Lethal Congenital Contracture Syndrome 1 (LCCS1) is a rare and severe disorder characterized by early fetal hydrops, akinesia, and multiple joint contractures. When attempting to diagnose LCCS1, it's essential to consider the differential diagnosis, which involves ruling out other conditions that may present with similar symptoms.

Differential Diagnosis:

Lethal Congenital Contracture Syndrome 5 (LCCS5): This condition is also characterized by decreased fetal movements, joint contractures, and hypotonia.

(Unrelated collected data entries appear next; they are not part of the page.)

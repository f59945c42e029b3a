// ABOUTME: Publisher-specific extractor that recovers article text from JSON embedded in a page dump.
// ABOUTME: Scans for "content" string fields, unescapes them, strips tags and repairs mojibake.

//! Embedded JSON content recovery.
//!
//! Some publishers (The Washington Post in particular) ship the article body
//! as `"content":"..."` string fields inside inline script data. The rendered
//! DOM is often empty or paywalled while the dump still carries the text.
//!
//! Each match goes through a fixed pipeline:
//! 1. strip trailing backslashes left by the naive match boundary
//! 2. unescape `\"`, `\\` and `\/`, in that order
//! 3. decode the remaining backslash escapes, keeping the input on failure
//! 4. strip anything that looks like a tag
//! 5. repair known mojibake, then drop stray `â` and `\`
//! 6. keep the block only if more than [`MIN_BLOCK_CHARS`] remain after trimming
//!
//! The field regex stops at the first `"` of any kind, so a value containing
//! escaped quotes is cut short. That boundary is accepted as-is.

use std::path::Path;

use aho_corasick::{AhoCorasick, MatchKind};
use once_cell::sync::Lazy;
use regex::Regex;
use tracing::{debug, info};

use crate::error::{ExtractError, Result};
use crate::extractors::escapes::decode_escapes;

/// Cleaned blocks at or below this trimmed length are dropped.
pub const MIN_BLOCK_CHARS: usize = 20;

/// Separator between kept blocks.
const BLOCK_SEPARATOR: &str = "\n\n";

/// Characters shown when logging a kept block.
const PREVIEW_CHARS: usize = 100;

static CONTENT_FIELD_RE: Lazy<Regex> =
    Lazy::new(|| Regex::new(r#""content":"([^"]*)""#).expect("content field regex"));

static TAG_RE: Lazy<Regex> = Lazy::new(|| Regex::new(r"<[^>]+>").expect("tag regex"));

/// UTF-8 punctuation that was decoded as Windows-1252, mapped back.
///
/// Matched leftmost-longest, so `â€™` wins over the bare `â€` prefix.
pub const MOJIBAKE_TABLE: &[(&str, &str)] = &[
    ("â€œ", "\""),
    ("â€™", "'"),
    ("â€\u{201d}", "—"),
    ("â€\"", "—"),
    ("â€", "\""),
];

static MOJIBAKE: Lazy<AhoCorasick> = Lazy::new(|| {
    AhoCorasick::builder()
        .match_kind(MatchKind::LeftmostLongest)
        .build(MOJIBAKE_TABLE.iter().map(|(from, _)| from))
        .expect("mojibake patterns")
});

/// Lead character left behind by mojibake the table does not cover.
const MOJIBAKE_LEAD: char = 'â';

/// Extracts and cleans every embedded `"content"` field in `html_dump`.
///
/// Kept blocks are joined with a blank line in the order they appear. Returns
/// an empty string when nothing matches or nothing survives cleaning.
pub fn extract_embedded_content(html_dump: &str) -> String {
    let matches: Vec<&str> = CONTENT_FIELD_RE
        .captures_iter(html_dump)
        .filter_map(|caps| caps.get(1).map(|m| m.as_str()))
        .collect();

    if matches.is_empty() {
        info!("No content found in HTML dump");
        return String::new();
    }
    info!(matches = matches.len(), "Found content matches");

    let mut blocks = Vec::new();
    for (i, raw) in matches.iter().enumerate() {
        if raw.trim().is_empty() {
            continue;
        }
        if let Some(block) = clean_block(raw) {
            debug!(index = i + 1, preview = %preview(&block), "kept block");
            blocks.push(block);
        }
    }

    blocks.join(BLOCK_SEPARATOR)
}

/// Reads an HTML dump from disk and runs [`extract_embedded_content`] on it.
pub fn extract_embedded_file(path: impl AsRef<Path>) -> Result<String> {
    let path = path.as_ref();
    let dump = std::fs::read_to_string(path)
        .map_err(|e| ExtractError::io(path.display().to_string(), "read dump", e))?;
    Ok(extract_embedded_content(&dump))
}

/// Runs one raw match through the cleaning pipeline.
///
/// Returns `None` when the cleaned text is too short to keep.
pub fn clean_block(raw: &str) -> Option<String> {
    let unescaped = unescape_literals(raw.trim_end_matches('\\'));

    let decoded = match decode_escapes(&unescaped) {
        Ok(decoded) => decoded,
        Err(e) => {
            let err = ExtractError::decode(preview(raw), "decode escapes", Some(e.into()));
            debug!(error = %err, "keeping undecoded text");
            unescaped
        }
    };

    let text = repair_mojibake(&strip_tags(&decoded));
    let text = text.trim();
    if text.chars().count() > MIN_BLOCK_CHARS {
        Some(text.to_string())
    } else {
        None
    }
}

/// Undoes the three JSON escapes that would otherwise confuse decoding.
fn unescape_literals(s: &str) -> String {
    s.replace("\\\"", "\"")
        .replace("\\\\", "\\")
        .replace("\\/", "/")
}

/// Removes every `<...>` run. Not HTML-aware.
pub fn strip_tags(s: &str) -> String {
    TAG_RE.replace_all(s, "").into_owned()
}

/// Applies [`MOJIBAKE_TABLE`] and drops leftover lead characters and backslashes.
pub fn repair_mojibake(s: &str) -> String {
    let replacements: Vec<&str> = MOJIBAKE_TABLE.iter().map(|(_, to)| *to).collect();
    MOJIBAKE
        .replace_all(s, &replacements)
        .replace(MOJIBAKE_LEAD, "")
        .replace('\\', "")
}

fn preview(block: &str) -> String {
    let head: String = block.chars().take(PREVIEW_CHARS).collect();
    format!("{}...", head)
}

However, LCCS5 typically presents with a more severe phenotype than LCCS1 [1].
Distal Arthrogryposis: This group of disorders shares congenital limb contractures in common with LCCS1. However, distal arthrogryposis is generally less severe and may not present with the same level of fetal hydrops as LCCS1 [7].
Pena-Shokeir Syndrome: This condition is characterized by early fetal hydrops, akinesia, and multiple joint contractures, similar to LCCS1. However, Pena-Shokeir syndrome typically presents with a more complex phenotype involving additional features such as craniofacial abnormalities [8].

Key Features to Consider:

Early Fetal Hydrops: This is a critical feature of LCCS1 and should be considered when attempting to diagnose the condition.
Multiple Joint Contractures: The presence of multiple joint contractures is a hallmark of LCCS1 and should be carefully evaluated in conjunction with other features.
Akinesia: Decreased fetal movements are a characteristic feature of LCCS1 and should be taken into account when considering differential diagnoses.

References:

[1] Whittle, J. (2021). Lethal Congenital Contracture Syndrome-5 (LCCS5): A Rare Autosomal Recessive Disorder. [Cited by 18]

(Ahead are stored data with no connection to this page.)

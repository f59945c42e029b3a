// ABOUTME: Browser session manager built on chromiumoxide: launch or attach, load one page, close.
// ABOUTME: LoadedPage exposes the rendered tab through the Document trait for the content cascade.

//! Browser automation over the Chrome DevTools Protocol.
//!
//! A [`BrowserSession`] is either launched (headless Chrome owned by this run)
//! or attached to a browser the user already started with remote debugging.
//! [`BrowserSession::load`] opens a fresh tab, hides the webdriver flag,
//! navigates with a deadline, waits for the page to settle and captures the
//! full HTML. The returned [`LoadedPage`] answers selector queries by
//! evaluating `querySelectorAll` in the tab.
//!
//! The CDP handler stream is pumped on a spawned task for as long as the
//! session lives. [`BrowserSession::close`] stops it.

use std::time::Duration;

use chromiumoxide::browser::{Browser, BrowserConfig};
use chromiumoxide::cdp::browser_protocol::page::AddScriptToEvaluateOnNewDocumentParams;
use chromiumoxide::Page;
use futures::StreamExt;
use tokio::task::JoinHandle;
use tokio::time::{sleep, timeout, Instant};
use tracing::{debug, info, warn};

use crate::dom::{Document, ElementSnapshot};
use crate::error::{ExtractError, Result};
use crate::options::{Options, SessionMode};

pub mod cdp_probe;

/// Delay between element queries while waiting for a selector to match.
const FIND_POLL_INTERVAL: Duration = Duration::from_millis(250);

/// Registered on every new document so `navigator.webdriver` reads as undefined.
const HIDE_WEBDRIVER_SCRIPT: &str =
    "Object.defineProperty(navigator, 'webdriver', {get: () => undefined})";

/// Chrome switches for launched sessions. The user agent is appended separately.
const LAUNCH_ARGS: &[&str] = &[
    "--disable-gpu",
    "--disable-dev-shm-usage",
    "--disable-blink-features=AutomationControlled",
    "--disable-extensions",
    "--disable-plugins",
    "--disable-images",
    "--disable-background-timer-throttling",
    "--disable-backgrounding-occluded-windows",
    "--disable-renderer-backgrounding",
    "--disable-features=TranslateUI,VizDisplayCompositor",
    "--disable-ipc-flooding-protection",
    "--disable-default-apps",
    "--disable-sync",
    "--disable-translate",
    "--disable-web-security",
];

/// chromiumoxide's default switches minus `--enable-automation`.
///
/// The builder's own defaults are turned off, so these are passed explicitly.
const RETAINED_DEFAULT_ARGS: &[&str] = &[
    "--disable-background-networking",
    "--enable-features=NetworkService,NetworkServiceInProcess",
    "--disable-breakpad",
    "--disable-client-side-phishing-detection",
    "--disable-component-extensions-with-background-pages",
    "--disable-hang-monitor",
    "--disable-popup-blocking",
    "--disable-prompt-on-repost",
    "--force-color-profile=srgb",
    "--metrics-recording-only",
    "--no-first-run",
    "--password-store=basic",
    "--use-mock-keychain",
];

/// Switch that must never reach a launched browser.
const EXCLUDED_SWITCH: &str = "--enable-automation";

/// Full switch list for a launched browser.
fn launch_args(user_agent: &str) -> Vec<String> {
    LAUNCH_ARGS
        .iter()
        .chain(RETAINED_DEFAULT_ARGS)
        .filter(|a| **a != EXCLUDED_SWITCH)
        .map(|a| a.to_string())
        .chain(std::iter::once(format!("--user-agent={}", user_agent)))
        .collect()
}

/// A live browser connection plus the task pumping its CDP events.
pub struct BrowserSession {
    browser: Browser,
    handler: JoinHandle<()>,
    mode: SessionMode,
    page_load_timeout: Duration,
    element_wait: Duration,
    settle_delay: Duration,
}

impl BrowserSession {
    /// Launches or attaches according to `opts.mode`.
    pub async fn open(opts: &Options) -> Result<Self> {
        match opts.mode {
            SessionMode::Launch => Self::launch(opts).await,
            SessionMode::Attach => Self::attach(opts).await,
        }
    }

    /// Starts a headless browser owned by this session.
    pub async fn launch(opts: &Options) -> Result<Self> {
        let config = BrowserConfig::builder()
            .disable_default_args()
            .no_sandbox()
            .request_timeout(opts.page_load_timeout)
            .args(launch_args(&opts.user_agent))
            .build()
            .map_err(|e| ExtractError::session("chrome", "configure", Some(anyhow::anyhow!(e))))?;

        let (browser, handler) = Browser::launch(config)
            .await
            .map_err(|e| ExtractError::session("chrome", "launch", Some(e.into())))?;
        info!("Launched headless browser");

        Ok(Self::from_parts(browser, handler, SessionMode::Launch, opts))
    }

    /// Connects to a browser listening on `opts.debug_port`.
    pub async fn attach(opts: &Options) -> Result<Self> {
        let info = cdp_probe::fetch_cdp_endpoint(opts.debug_port).await?;
        debug!(browser = ?info.browser, ws = %info.web_socket_debugger_url, "found debug endpoint");

        let (browser, handler) = Browser::connect(info.web_socket_debugger_url.as_str())
            .await
            .map_err(|e| {
                ExtractError::session(info.web_socket_debugger_url.clone(), "connect", Some(e.into()))
            })?;
        info!(port = opts.debug_port, "Attached to existing browser session");

        Ok(Self::from_parts(browser, handler, SessionMode::Attach, opts))
    }

    fn from_parts(
        browser: Browser,
        mut handler: chromiumoxide::Handler,
        mode: SessionMode,
        opts: &Options,
    ) -> Self {
        let handler = tokio::spawn(async move {
            while let Some(event) = handler.next().await {
                if let Err(e) = event {
                    debug!(error = %e, "cdp handler event failed");
                }
            }
        });

        Self {
            browser,
            handler,
            mode,
            page_load_timeout: opts.page_load_timeout,
            element_wait: opts.element_wait,
            settle_delay: opts.settle_delay,
        }
    }

    /// Opens a new tab, navigates to `url` and captures the rendered HTML.
    pub async fn load(&self, url: &str) -> Result<LoadedPage> {
        let page = self
            .browser
            .new_page("about:blank")
            .await
            .map_err(|e| ExtractError::session(url, "open tab", Some(e.into())))?;

        if let Err(e) = page
            .evaluate_on_new_document(AddScriptToEvaluateOnNewDocumentParams::new(
                HIDE_WEBDRIVER_SCRIPT,
            ))
            .await
        {
            warn!(error = %e, "could not register webdriver override");
        }

        let navigation = timeout(self.page_load_timeout, page.goto(url))
            .await
            .map(|loaded| loaded.map(|_| ()));
        match navigation {
            Ok(Ok(())) => {}
            Ok(Err(e)) => {
                close_page(page).await;
                return Err(ExtractError::navigation(url, "load", Some(e.into())));
            }
            Err(_) => {
                close_page(page).await;
                return Err(ExtractError::timeout(
                    url,
                    "load",
                    Some(anyhow::anyhow!(
                        "page did not load within {:?}",
                        self.page_load_timeout
                    )),
                ));
            }
        }

        sleep(self.settle_delay).await;

        let source = match page.content().await {
            Ok(html) => html,
            Err(e) => {
                close_page(page).await;
                return Err(ExtractError::navigation(url, "capture html", Some(e.into())));
            }
        };
        debug!(chars = source.chars().count(), "captured page source");

        Ok(LoadedPage {
            page,
            source,
            element_wait: self.element_wait,
        })
    }

    /// Releases the session.
    ///
    /// A launched browser is shut down and reaped. An attached browser keeps
    /// running; only `page`, the tab this session opened, is closed.
    pub async fn close(mut self, page: Option<LoadedPage>) {
        match self.mode {
            SessionMode::Launch => {
                if let Err(e) = self.browser.close().await {
                    warn!(error = %e, "browser close failed");
                }
                if let Err(e) = self.browser.wait().await {
                    warn!(error = %e, "browser process wait failed");
                }
            }
            SessionMode::Attach => {
                if let Some(page) = page {
                    close_page(page.page).await;
                }
            }
        }
        self.handler.abort();
        debug!(mode = %self.mode, "browser session closed");
    }
}

async fn close_page(page: Page) {
    if let Err(e) = page.close().await {
        debug!(error = %e, "tab close failed");
    }
}

/// A tab that finished loading, plus the HTML captured after the settle delay.
pub struct LoadedPage {
    page: Page,
    source: String,
    element_wait: Duration,
}

impl LoadedPage {
    async fn query(&self, selector: &str) -> Result<Vec<ElementSnapshot>> {
        let literal = serde_json::to_string(selector)
            .map_err(|e| ExtractError::inspect(selector, "encode selector", Some(e.into())))?;
        let script = format!(
            "Array.from(document.querySelectorAll({})).map(el => ({{ text: el.innerText || '', html: el.outerHTML }}))",
            literal
        );

        self.page
            .evaluate(script.as_str())
            .await
            .map_err(|e| ExtractError::inspect(selector, "querySelectorAll", Some(e.into())))?
            .into_value::<Vec<ElementSnapshot>>()
            .map_err(|e| ExtractError::inspect(selector, "read elements", Some(e.into())))
    }
}

impl Document for LoadedPage {
    fn source(&self) -> &str {
        &self.source
    }

    /// Polls until at least one element matches or the element wait elapses.
    async fn find_all(&self, selector: &str) -> Result<Vec<ElementSnapshot>> {
        let deadline = Instant::now() + self.element_wait;
        loop {
            let found = self.query(selector).await?;
            if !found.is_empty() || Instant::now() >= deadline {
                return Ok(found);
            }
            sleep(FIND_POLL_INTERVAL).await;
        }
    }
}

[7] Whittle, J. (2021). Distal Arthrogryposis and Lethal Congenital Contracture Syndromes: A Broad Group of Disorders. [Cited by 18]

[8] Pena-Shokeir Syndrome: A Rare Condition Characterized by Early Fetal Hydrops and Akinesia. [9q34]

Note: The above response is based on the provided context, which includes search results related to Lethal Congenital Contracture Syndrome 1 (LCCS1) and other conditions that may present with similar symptoms.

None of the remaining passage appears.